> TASK TO CARRY OUT
Across the material below, how many lines hold the word "zero"? Only the number should be given.

> INPUT DATA
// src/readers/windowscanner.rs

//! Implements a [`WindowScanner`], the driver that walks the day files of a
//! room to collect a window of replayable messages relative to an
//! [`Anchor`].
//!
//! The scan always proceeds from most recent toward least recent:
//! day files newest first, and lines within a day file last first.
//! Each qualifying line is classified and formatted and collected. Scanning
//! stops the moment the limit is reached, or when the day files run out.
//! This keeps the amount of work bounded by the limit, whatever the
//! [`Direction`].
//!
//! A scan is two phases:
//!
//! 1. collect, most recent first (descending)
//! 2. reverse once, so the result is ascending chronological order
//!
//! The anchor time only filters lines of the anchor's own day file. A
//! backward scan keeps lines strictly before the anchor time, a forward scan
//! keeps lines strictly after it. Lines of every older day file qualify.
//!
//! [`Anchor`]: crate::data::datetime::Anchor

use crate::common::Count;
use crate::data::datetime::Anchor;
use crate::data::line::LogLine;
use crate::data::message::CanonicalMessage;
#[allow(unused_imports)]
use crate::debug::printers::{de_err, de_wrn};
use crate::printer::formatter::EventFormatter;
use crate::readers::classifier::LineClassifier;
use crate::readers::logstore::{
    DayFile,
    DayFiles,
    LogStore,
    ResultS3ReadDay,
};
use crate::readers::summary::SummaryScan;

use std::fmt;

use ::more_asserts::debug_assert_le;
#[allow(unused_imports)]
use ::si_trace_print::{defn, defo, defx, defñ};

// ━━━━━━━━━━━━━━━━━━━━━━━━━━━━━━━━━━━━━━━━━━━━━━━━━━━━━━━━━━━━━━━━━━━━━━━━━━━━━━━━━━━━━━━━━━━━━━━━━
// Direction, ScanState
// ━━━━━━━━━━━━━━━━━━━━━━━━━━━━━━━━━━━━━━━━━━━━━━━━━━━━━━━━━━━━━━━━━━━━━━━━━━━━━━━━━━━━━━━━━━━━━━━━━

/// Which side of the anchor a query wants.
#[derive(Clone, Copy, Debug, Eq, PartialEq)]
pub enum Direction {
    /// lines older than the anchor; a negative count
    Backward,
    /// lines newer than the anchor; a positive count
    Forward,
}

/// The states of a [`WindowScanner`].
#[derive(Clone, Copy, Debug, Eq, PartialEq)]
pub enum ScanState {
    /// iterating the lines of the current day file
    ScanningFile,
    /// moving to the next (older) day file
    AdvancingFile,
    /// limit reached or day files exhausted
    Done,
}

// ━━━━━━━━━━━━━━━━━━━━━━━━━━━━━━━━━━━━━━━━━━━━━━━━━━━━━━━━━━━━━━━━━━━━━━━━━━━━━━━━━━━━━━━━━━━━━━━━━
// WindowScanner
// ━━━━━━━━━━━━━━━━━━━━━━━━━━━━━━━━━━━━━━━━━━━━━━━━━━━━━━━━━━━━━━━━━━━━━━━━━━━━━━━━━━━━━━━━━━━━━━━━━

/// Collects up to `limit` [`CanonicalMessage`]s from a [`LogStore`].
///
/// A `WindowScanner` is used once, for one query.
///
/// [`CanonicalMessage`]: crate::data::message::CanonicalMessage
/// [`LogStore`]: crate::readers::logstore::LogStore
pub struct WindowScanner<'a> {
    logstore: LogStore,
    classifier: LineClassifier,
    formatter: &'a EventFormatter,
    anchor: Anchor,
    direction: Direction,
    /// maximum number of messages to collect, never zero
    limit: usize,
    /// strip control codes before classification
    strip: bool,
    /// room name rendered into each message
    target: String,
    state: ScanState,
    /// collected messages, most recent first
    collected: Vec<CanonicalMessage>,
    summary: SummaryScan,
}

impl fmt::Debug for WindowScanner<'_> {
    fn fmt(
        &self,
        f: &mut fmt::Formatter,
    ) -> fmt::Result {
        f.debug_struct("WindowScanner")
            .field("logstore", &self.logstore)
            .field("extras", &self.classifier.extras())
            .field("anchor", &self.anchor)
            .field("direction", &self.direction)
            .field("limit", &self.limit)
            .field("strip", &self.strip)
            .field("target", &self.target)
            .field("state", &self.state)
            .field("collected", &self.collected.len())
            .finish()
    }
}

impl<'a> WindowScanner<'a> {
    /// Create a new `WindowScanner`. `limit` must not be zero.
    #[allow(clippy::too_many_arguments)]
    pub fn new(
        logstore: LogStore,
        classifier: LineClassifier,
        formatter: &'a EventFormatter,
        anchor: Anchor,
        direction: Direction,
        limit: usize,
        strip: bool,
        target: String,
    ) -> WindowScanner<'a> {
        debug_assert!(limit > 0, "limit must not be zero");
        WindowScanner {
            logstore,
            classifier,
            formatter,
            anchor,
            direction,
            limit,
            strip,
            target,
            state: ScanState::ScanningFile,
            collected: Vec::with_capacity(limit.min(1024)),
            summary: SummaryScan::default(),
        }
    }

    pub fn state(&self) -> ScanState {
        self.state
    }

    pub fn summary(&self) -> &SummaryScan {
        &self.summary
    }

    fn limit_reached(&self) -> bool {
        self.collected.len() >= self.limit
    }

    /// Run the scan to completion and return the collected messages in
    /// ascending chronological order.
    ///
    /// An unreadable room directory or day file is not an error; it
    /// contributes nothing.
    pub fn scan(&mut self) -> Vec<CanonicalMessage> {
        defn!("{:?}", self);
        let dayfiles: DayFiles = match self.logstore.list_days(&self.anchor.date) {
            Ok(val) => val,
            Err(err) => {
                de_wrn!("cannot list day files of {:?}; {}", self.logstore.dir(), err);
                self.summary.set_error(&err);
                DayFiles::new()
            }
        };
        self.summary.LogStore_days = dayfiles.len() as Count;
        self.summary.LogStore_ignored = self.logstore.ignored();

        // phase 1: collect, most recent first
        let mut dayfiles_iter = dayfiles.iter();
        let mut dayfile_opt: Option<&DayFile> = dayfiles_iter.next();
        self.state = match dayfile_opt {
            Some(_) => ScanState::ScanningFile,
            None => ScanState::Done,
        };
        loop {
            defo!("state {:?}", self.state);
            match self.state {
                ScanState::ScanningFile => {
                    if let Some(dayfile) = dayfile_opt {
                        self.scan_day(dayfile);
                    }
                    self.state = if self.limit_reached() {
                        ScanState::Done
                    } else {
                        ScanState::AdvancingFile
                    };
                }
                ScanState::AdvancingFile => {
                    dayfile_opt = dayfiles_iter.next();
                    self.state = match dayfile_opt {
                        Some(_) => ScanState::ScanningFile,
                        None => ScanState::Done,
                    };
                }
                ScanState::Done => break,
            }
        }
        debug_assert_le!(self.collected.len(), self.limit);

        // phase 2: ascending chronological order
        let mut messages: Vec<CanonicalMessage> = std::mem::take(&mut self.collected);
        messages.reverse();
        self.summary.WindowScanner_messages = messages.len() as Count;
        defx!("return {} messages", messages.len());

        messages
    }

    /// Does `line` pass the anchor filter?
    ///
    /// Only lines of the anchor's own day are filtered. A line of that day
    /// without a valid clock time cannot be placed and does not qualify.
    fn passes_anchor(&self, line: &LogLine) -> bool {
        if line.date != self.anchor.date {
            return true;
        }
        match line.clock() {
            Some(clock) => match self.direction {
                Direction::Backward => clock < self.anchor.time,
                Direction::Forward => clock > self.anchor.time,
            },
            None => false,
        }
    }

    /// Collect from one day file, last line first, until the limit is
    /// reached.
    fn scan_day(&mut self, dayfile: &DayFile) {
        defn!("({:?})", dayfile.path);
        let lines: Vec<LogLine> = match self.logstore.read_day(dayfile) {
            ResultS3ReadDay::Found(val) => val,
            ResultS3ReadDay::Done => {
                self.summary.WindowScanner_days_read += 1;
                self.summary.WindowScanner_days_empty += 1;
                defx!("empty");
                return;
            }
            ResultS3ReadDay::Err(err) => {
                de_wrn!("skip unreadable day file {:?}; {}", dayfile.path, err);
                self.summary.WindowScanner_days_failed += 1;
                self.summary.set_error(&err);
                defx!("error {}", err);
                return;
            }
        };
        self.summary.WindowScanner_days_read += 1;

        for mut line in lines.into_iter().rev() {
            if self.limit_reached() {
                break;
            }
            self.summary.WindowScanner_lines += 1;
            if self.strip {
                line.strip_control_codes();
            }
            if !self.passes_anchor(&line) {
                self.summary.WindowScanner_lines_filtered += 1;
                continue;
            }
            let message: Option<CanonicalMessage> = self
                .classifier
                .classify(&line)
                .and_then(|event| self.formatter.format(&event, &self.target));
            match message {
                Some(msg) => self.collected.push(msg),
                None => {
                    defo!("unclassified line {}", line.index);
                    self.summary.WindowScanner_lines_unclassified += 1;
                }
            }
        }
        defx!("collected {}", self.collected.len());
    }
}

> RESPONSE TO THE TASK
3